■ **Try it**: Once you have counted the lines below that contain "parsed", give that number and nothing else.

■ **The data**:
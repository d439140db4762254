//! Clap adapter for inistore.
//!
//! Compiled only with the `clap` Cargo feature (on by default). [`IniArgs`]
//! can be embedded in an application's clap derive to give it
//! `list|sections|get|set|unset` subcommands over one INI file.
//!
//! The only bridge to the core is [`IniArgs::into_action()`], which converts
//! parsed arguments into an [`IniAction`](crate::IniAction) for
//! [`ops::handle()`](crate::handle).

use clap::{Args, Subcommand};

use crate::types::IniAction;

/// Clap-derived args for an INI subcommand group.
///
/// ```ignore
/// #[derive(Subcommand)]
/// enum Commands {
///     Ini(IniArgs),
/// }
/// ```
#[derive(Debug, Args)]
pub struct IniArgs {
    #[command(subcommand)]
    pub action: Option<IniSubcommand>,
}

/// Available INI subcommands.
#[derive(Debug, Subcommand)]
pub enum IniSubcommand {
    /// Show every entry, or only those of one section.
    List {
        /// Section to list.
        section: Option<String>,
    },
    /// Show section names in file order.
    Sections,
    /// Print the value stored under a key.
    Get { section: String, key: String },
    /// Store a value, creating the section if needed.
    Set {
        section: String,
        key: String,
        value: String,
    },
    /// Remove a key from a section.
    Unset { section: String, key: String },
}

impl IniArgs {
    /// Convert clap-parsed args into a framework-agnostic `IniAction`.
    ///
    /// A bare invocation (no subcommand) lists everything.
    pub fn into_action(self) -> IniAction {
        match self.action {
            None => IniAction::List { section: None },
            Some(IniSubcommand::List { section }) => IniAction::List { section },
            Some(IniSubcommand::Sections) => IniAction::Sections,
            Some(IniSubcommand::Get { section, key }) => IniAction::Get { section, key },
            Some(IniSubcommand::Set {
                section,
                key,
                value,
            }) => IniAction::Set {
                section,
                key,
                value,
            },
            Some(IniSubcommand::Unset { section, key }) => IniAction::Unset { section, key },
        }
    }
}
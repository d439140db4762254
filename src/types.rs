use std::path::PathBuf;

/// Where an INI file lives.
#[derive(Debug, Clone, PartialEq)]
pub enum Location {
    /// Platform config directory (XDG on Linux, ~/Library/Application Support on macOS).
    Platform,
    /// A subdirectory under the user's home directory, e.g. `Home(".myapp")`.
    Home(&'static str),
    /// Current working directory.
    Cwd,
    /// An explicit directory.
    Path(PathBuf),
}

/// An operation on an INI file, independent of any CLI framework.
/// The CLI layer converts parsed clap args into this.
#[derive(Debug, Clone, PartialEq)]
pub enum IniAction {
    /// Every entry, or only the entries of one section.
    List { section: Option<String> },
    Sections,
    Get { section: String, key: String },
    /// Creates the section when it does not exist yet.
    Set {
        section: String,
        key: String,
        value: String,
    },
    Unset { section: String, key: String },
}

■ **Output of the exercise**: 3